Saved data entries
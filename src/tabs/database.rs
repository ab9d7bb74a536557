//! Database settings panel: backup, maintenance and data management actions

use ratatui::{
    layout::{Constraint, Direction, Layout, Rect},
    style::{Modifier, Style},
    text::{Line, Span},
    widgets::Paragraph,
    Frame,
};

use super::{ButtonSpec, ButtonTone, ButtonVariant, SectionSpec, SettingsTab};
use crate::admin::AdminAction;
use crate::ui::components::{button_row, card, section_block};
use crate::ui::header;

pub struct DatabaseSettingsTab;

impl DatabaseSettingsTab {
    pub const SECTIONS: [SectionSpec; 3] = [
        SectionSpec {
            title: "Backup & Restore",
            buttons: &[
                ButtonSpec {
                    label: "Create Backup",
                    action: AdminAction::CreateBackup,
                    variant: ButtonVariant::Filled,
                    tone: ButtonTone::Creation,
                },
                ButtonSpec {
                    label: "Restore Backup",
                    action: AdminAction::RestoreBackup,
                    variant: ButtonVariant::Outlined,
                    tone: ButtonTone::Neutral,
                },
            ],
        },
        SectionSpec {
            title: "Database Maintenance",
            buttons: &[
                ButtonSpec {
                    label: "Optimize Database",
                    action: AdminAction::OptimizeDatabase,
                    variant: ButtonVariant::Filled,
                    tone: ButtonTone::Neutral,
                },
                ButtonSpec {
                    label: "Rebuild Indexes",
                    action: AdminAction::RebuildIndexes,
                    variant: ButtonVariant::Outlined,
                    tone: ButtonTone::Neutral,
                },
            ],
        },
        SectionSpec {
            title: "Data Management",
            buttons: &[
                ButtonSpec {
                    label: "Generate Seed Script",
                    action: AdminAction::GenerateSeedScript,
                    variant: ButtonVariant::Outlined,
                    tone: ButtonTone::Neutral,
                },
                ButtonSpec {
                    label: "Clear All Data",
                    action: AdminAction::ClearAllData,
                    variant: ButtonVariant::Filled,
                    tone: ButtonTone::Destructive,
                },
            ],
        },
    ];

    /// Rows needed to draw every section in its own bordered box
    const FULL_HEIGHT: u16 = 9;
}

impl SettingsTab for DatabaseSettingsTab {
    fn title(&self) -> &'static str {
        "Database Settings"
    }

    fn buttons(&self) -> Vec<&'static ButtonSpec> {
        Self::SECTIONS.iter().flat_map(|s| s.buttons.iter()).collect()
    }

    fn render(&self, f: &mut Frame, area: Rect, focused: Option<usize>) {
        let block = card(self.title());
        let inner = block.inner(area);
        f.render_widget(block, area);

        // Short terminal: one borderless line per section
        let compact = inner.height < Self::FULL_HEIGHT;
        let row_height = if compact { 1 } else { 3 };

        let chunks = Layout::default()
            .direction(Direction::Vertical)
            .constraints([
                Constraint::Length(row_height),  // Backup & Restore
                Constraint::Length(row_height),  // Database Maintenance
                Constraint::Length(row_height),  // Data Management
                Constraint::Min(0),
            ])
            .split(inner);

        // Focus is a flat index across all sections
        let mut offset = 0;
        for (section, chunk) in Self::SECTIONS.iter().zip(chunks.iter()) {
            let local = focused
                .and_then(|i| i.checked_sub(offset))
                .filter(|i| *i < section.buttons.len());

            let row = button_row(section.buttons, local);
            let content = if compact {
                let mut spans = vec![Span::styled(
                    format!("{}:", section.title),
                    Style::default().fg(header()).add_modifier(Modifier::BOLD),
                )];
                spans.extend(row.spans);
                Paragraph::new(Line::from(spans))
            } else {
                Paragraph::new(row).block(section_block(section.title))
            };
            f.render_widget(content, *chunk);

            offset += section.buttons.len();
        }
    }
}

#[cfg(test)]
mod tests {
    use super::*;
    use crate::ui::testing::{render_to_text, count};

    const LABELS: [&str; 6] = [
        "Create Backup",
        "Restore Backup",
        "Optimize Database",
        "Rebuild Indexes",
        "Generate Seed Script",
        "Clear All Data",
    ];

    #[test]
    fn test_six_buttons_in_three_sections() {
        assert_eq!(DatabaseSettingsTab::SECTIONS.len(), 3);
        let labels: Vec<&str> = DatabaseSettingsTab.buttons().iter().map(|b| b.label).collect();
        assert_eq!(labels, LABELS);
    }

    #[test]
    fn test_tones_by_destructiveness() {
        for button in DatabaseSettingsTab.buttons() {
            let expected = match button.action {
                AdminAction::CreateBackup => ButtonTone::Creation,
                AdminAction::ClearAllData => ButtonTone::Destructive,
                _ => ButtonTone::Neutral,
            };
            assert_eq!(button.tone, expected, "{}", button.label);
        }
    }

    #[test]
    fn test_render_shows_every_label_once() {
        let text = render_to_text(100, 16, |f| {
            let area = f.area();
            DatabaseSettingsTab.render(f, area, None)
        });

        for label in LABELS {
            assert_eq!(count(&text, label), 1, "{}", label);
        }
        for section in DatabaseSettingsTab::SECTIONS {
            assert_eq!(count(&text, section.title), 1, "{}", section.title);
        }
        assert!(text.contains("Database Settings"));
        assert_eq!(count(&text, "▸"), 0);
    }

    #[test]
    fn test_focus_lands_in_the_right_section() {
        let text = render_to_text(100, 16, |f| {
            let area = f.area();
            DatabaseSettingsTab.render(f, area, Some(3))
        });

        assert_eq!(count(&text, "▸"), 1);
        let focused_line = text.lines().find(|l| l.contains('▸')).unwrap();
        assert!(focused_line.contains("▸ [Rebuild Indexes]"));
        assert!(focused_line.contains("Optimize Database"));
    }

    #[test]
    fn test_short_area_keeps_every_button() {
        // 5 inner rows: too short for bordered sections
        let text = render_to_text(100, 7, |f| {
            let area = f.area();
            DatabaseSettingsTab.render(f, area, Some(4))
        });

        for label in LABELS {
            assert_eq!(count(&text, label), 1, "{}", label);
        }
        let focused_line = text.lines().find(|l| l.contains('▸')).unwrap();
        assert!(focused_line.contains("Data Management:"));
        assert!(focused_line.contains("▸ [Generate Seed Script]"));
    }

    #[test]
    fn test_full_height_uses_section_boxes() {
        let text = render_to_text(100, 11, |f| {
            let area = f.area();
            DatabaseSettingsTab.render(f, area, None)
        });

        for section in DatabaseSettingsTab::SECTIONS {
            assert!(text.contains(&format!(" {} ", section.title)), "{}", section.title);
            assert!(!text.contains(&format!("{}:", section.title)));
        }
    }

    #[test]
    fn test_render_is_repeatable() {
        let first = render_to_text(100, 16, |f| {
            let area = f.area();
            DatabaseSettingsTab.render(f, area, Some(5))
        });
        let second = render_to_text(100, 16, |f| {
            let area = f.area();
            DatabaseSettingsTab.render(f, area, Some(5))
        });
        assert_eq!(first, second);
    }
}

- **Task**
Write the data out once more. Keep every word the same.

- **Written reply**
filename src/tabs/database.rs
repository ab9d7bb74a536557
//! Database settings panel: backup, maintenance and data management actions

use ratatui::{
    layout::{Constraint, Direction, Layout, Rect},
    style::{Modifier, Style},
    text::{Line, Span},
    widgets::Paragraph,
    Frame,
};

use super::{ButtonSpec, ButtonTone, ButtonVariant, SectionSpec, SettingsTab};
use crate::admin::AdminAction;
use crate::ui::components::{button_row, card, section_block};
use crate::ui::header;

pub struct DatabaseSettingsTab;

impl DatabaseSettingsTab {
    pub const SECTIONS: [SectionSpec; 3] = [
        SectionSpec {
            title: "Backup & Restore",
            buttons: &[
                ButtonSpec {
                    label: "Create Backup",
                    action: AdminAction::CreateBackup,
                    variant: ButtonVariant::Filled,
                    tone: ButtonTone::Creation,
                },
                ButtonSpec {
                    label: "Restore Backup",
                    action: AdminAction::RestoreBackup,
                    variant: ButtonVariant::Outlined,
                    tone: ButtonTone::Neutral,
                },
            ],
        },
        SectionSpec {
            title: "Database Maintenance",
            buttons: &[
                ButtonSpec {
                    label: "Optimize Database",
                    action: AdminAction::OptimizeDatabase,
                    variant: ButtonVariant::Filled,
                    tone: ButtonTone::Neutral,
                },
                ButtonSpec {
                    label: "Rebuild Indexes",
                    action: AdminAction::RebuildIndexes,
                    variant: ButtonVariant::Outlined,
                    tone: ButtonTone::Neutral,
                },
            ],
        },
        SectionSpec {
            title: "Data Management",
            buttons: &[
                ButtonSpec {
                    label: "Generate Seed Script",
                    action: AdminAction::GenerateSeedScript,
                    variant: ButtonVariant::Outlined,
                    tone: ButtonTone::Neutral,
                },
                ButtonSpec {
                    label: "Clear All Data",
                    action: AdminAction::ClearAllData,
                    variant: ButtonVariant::Filled,
                    tone: ButtonTone::Destructive,
                },
            ],
        },
    ];

    /// Rows needed to draw every section in its own bordered box
    const FULL_HEIGHT: u16 = 9;
}

impl SettingsTab for DatabaseSettingsTab {
    fn title(&self) -> &'static str {
        "Database Settings"
    }

    fn buttons(&self) -> Vec<&'static ButtonSpec> {
        Self::SECTIONS.iter().flat_map(|s| s.buttons.iter()).collect()
    }

    fn render(&self, f: &mut Frame, area: Rect, focused: Option<usize>) {
        let block = card(self.title());
        let inner = block.inner(area);
        f.render_widget(block, area);

        // Short terminal: one borderless line per section
        let compact = inner.height < Self::FULL_HEIGHT;
        let row_height = if compact { 1 } else { 3 };

        let chunks = Layout::default()
            .direction(Direction::Vertical)
            .constraints([
                Constraint::Length(row_height),  // Backup & Restore
                Constraint::Length(row_height),  // Database Maintenance
                Constraint::Length(row_height),  // Data Management
                Constraint::Min(0),
            ])
            .split(inner);

        // Focus is a flat index across all sections
        let mut offset = 0;
        for (section, chunk) in Self::SECTIONS.iter().zip(chunks.iter()) {
            let local = focused
                .and_then(|i| i.checked_sub(offset))
                .filter(|i| *i < section.buttons.len());

            let row = button_row(section.buttons, local);
            let content = if compact {
                let mut spans = vec![Span::styled(
                    format!("{}:", section.title),
                    Style::default().fg(header()).add_modifier(Modifier::BOLD),
                )];
                spans.extend(row.spans);
                Paragraph::new(Line::from(spans))
            } else {
                Paragraph::new(row).block(section_block(section.title))
            };
            f.render_widget(content, *chunk);

            offset += section.buttons.len();
        }
    }
}

#[cfg(test)]
mod tests {
    use super::*;
    use crate::ui::testing::{render_to_text, count};

    const LABELS: [&str; 6] = [
        "Create Backup",
        "Restore Backup",
        "Optimize Database",
        "Rebuild Indexes",
        "Generate Seed Script",
        "Clear All Data",
    ];

    #[test]
    fn test_six_buttons_in_three_sections() {
        assert_eq!(DatabaseSettingsTab::SECTIONS.len(), 3);
        let labels: Vec<&str> = DatabaseSettingsTab.buttons().iter().map(|b| b.label).collect();
        assert_eq!(labels, LABELS);
    }

    #[test]
    fn test_tones_by_destructiveness() {
        for button in DatabaseSettingsTab.buttons() {
            let expected = match button.action {
                AdminAction::CreateBackup => ButtonTone::Creation,
                AdminAction::ClearAllData => ButtonTone::Destructive,
                _ => ButtonTone::Neutral,
            };
            assert_eq!(button.tone, expected, "{}", button.label);
        }
    }

    #[test]
    fn test_render_shows_every_label_once() {
        let text = render_to_text(100, 16, |f| {
            let area = f.area();
            DatabaseSettingsTab.render(f, area, None)
        });

        for label in LABELS {
            assert_eq!(count(&text, label), 1, "{}", label);
        }
        for section in DatabaseSettingsTab::SECTIONS {
            assert_eq!(count(&text, section.title), 1, "{}", section.title);
        }
        assert!(text.contains("Database Settings"));
        assert_eq!(count(&text, "▸"), 0);
    }

    #[test]
    fn test_focus_lands_in_the_right_section() {
        let text = render_to_text(100, 16, |f| {
            let area = f.area();
            DatabaseSettingsTab.render(f, area, Some(3))
        });

        assert_eq!(count(&text, "▸"), 1);
        let focused_line = text.lines().find(|l| l.contains('▸')).unwrap();
        assert!(focused_line.contains("▸ [Rebuild Indexes]"));
        assert!(focused_line.contains("Optimize Database"));
    }

    #[test]
    fn test_short_area_keeps_every_button() {
        // 5 inner rows: too short for bordered sections
        let text = render_to_text(100, 7, |f| {
            let area = f.area();
            DatabaseSettingsTab.render(f, area, Some(4))
        });

        for label in LABELS {
            assert_eq!(count(&text, label), 1, "{}", label);
        }
        let focused_line = text.lines().find(|l| l.contains('▸')).unwrap();
        assert!(focused_line.contains("Data Management:"));
        assert!(focused_line.contains("▸ [Generate Seed Script]"));
    }

    #[test]
    fn test_full_height_uses_section_boxes() {
        let text = render_to_text(100, 11, |f| {
            let area = f.area();
            DatabaseSettingsTab.render(f, area, None)
        });

        for section in DatabaseSettingsTab::SECTIONS {
            assert!(text.contains(&format!(" {} ", section.title)), "{}", section.title);
            assert!(!text.contains(&format!("{}:", section.title)));
        }
    }

    #[test]
    fn test_render_is_repeatable() {
        let first = render_to_text(100, 16, |f| {
            let area = f.area();
            DatabaseSettingsTab.render(f, area, Some(5))
        });
        let second = render_to_text(100, 16, |f| {
            let area = f.area();
            DatabaseSettingsTab.render(f, area, Some(5))
        });
        assert_eq!(first, second);
    }
}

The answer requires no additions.